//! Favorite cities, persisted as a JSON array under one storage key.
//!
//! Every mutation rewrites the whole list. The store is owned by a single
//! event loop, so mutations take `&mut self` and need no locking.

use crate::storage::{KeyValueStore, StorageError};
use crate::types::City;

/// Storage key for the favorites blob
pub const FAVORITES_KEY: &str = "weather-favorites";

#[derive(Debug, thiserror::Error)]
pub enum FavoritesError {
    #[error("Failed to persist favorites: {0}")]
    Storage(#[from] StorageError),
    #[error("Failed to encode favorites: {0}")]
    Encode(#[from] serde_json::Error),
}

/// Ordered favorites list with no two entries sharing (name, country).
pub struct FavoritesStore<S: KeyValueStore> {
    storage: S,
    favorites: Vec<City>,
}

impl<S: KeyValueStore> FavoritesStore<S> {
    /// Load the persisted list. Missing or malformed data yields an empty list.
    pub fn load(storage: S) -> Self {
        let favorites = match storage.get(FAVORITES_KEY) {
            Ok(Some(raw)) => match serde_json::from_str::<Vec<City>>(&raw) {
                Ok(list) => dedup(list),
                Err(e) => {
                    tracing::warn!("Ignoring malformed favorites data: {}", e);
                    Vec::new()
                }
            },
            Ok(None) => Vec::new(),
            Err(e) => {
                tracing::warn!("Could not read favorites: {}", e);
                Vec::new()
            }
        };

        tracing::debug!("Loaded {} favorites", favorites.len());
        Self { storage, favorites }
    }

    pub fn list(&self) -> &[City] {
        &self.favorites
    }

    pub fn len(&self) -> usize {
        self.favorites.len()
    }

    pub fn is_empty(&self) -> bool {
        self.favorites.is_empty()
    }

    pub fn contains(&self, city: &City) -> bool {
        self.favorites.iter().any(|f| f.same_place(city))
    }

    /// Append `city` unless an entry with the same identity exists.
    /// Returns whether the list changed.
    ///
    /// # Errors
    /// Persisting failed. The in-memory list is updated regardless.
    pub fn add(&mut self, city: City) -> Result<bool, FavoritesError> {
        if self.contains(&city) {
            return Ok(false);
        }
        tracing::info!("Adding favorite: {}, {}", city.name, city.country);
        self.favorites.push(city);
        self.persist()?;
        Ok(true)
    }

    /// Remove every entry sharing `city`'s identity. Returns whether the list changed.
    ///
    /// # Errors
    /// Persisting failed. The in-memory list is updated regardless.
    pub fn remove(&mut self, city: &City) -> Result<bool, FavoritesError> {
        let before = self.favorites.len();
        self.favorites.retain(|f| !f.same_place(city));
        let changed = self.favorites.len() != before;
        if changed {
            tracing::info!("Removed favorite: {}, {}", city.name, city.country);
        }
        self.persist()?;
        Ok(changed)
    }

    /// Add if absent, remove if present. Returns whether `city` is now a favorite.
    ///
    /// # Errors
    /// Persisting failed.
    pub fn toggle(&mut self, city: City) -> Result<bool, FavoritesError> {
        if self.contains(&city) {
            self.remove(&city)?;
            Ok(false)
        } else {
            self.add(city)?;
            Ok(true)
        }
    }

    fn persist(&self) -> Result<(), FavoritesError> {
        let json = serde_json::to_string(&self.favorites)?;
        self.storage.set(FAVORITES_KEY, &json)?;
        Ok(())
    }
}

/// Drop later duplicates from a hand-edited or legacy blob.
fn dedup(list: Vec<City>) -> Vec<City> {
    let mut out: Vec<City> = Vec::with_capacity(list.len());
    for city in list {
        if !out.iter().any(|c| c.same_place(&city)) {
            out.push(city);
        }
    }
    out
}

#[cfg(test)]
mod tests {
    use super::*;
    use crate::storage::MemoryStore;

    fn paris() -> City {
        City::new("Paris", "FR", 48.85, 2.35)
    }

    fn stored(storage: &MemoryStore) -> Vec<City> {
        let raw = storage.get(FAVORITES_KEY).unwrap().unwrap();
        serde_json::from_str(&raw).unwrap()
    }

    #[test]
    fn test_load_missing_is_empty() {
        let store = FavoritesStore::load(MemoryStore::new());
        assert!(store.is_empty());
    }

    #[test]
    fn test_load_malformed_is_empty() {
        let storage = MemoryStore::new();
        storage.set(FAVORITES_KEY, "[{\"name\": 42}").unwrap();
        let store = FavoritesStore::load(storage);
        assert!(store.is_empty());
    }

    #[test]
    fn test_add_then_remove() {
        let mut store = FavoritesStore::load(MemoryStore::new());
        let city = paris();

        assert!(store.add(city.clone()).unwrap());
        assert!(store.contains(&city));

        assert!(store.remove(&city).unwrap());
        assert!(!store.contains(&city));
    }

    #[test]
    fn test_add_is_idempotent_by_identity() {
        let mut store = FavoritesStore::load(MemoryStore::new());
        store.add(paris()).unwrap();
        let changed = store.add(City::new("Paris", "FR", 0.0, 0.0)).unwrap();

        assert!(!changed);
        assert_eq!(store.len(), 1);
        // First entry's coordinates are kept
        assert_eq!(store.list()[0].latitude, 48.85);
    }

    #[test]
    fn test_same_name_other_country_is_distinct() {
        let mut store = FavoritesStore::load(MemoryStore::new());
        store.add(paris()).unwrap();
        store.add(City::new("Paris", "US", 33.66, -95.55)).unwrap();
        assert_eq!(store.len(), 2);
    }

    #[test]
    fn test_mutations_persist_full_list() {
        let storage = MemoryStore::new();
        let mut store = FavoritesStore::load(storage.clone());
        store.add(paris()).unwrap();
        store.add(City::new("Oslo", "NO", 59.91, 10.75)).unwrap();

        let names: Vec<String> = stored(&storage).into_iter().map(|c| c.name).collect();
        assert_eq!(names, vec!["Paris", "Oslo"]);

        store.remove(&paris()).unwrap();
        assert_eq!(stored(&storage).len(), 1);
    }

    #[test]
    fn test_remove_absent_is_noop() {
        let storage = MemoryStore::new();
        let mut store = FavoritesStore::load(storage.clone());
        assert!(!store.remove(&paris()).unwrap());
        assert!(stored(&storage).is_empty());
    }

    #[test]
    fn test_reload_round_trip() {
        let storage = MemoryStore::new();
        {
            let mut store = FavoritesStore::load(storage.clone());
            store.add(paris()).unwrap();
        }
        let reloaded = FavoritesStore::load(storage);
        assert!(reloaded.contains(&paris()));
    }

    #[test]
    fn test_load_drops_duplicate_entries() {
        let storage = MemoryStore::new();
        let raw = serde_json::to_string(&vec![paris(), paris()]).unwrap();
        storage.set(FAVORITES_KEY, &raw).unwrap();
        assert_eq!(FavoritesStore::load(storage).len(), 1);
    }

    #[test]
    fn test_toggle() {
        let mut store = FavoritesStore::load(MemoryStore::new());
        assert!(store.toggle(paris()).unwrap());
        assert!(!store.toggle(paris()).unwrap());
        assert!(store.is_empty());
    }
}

-=-=-

**Your instructions:** Above are the records; copy exactly the lines from the line with "an empty list." through the line with "pub fn list(&self)", both included.

**Solved exercise:**
    /// Load the persisted list. Missing or malformed data yields an empty list.
    pub fn load(storage: S) -> Self {
        let favorites = match storage.get(FAVORITES_KEY) {
            Ok(Some(raw)) => match serde_json::from_str::<Vec<City>>(&raw) {
                Ok(list) => dedup(list),
                Err(e) => {
                    tracing::warn!("Ignoring malformed favorites data: {}", e);
                    Vec::new()
                }
            },
            Ok(None) => Vec::new(),
            Err(e) => {
                tracing::warn!("Could not read favorites: {}", e);
                Vec::new()
            }
        };

        tracing::debug!("Loaded {} favorites", favorites.len());
        Self { storage, favorites }
    }

    pub fn list(&self) -> &[City] {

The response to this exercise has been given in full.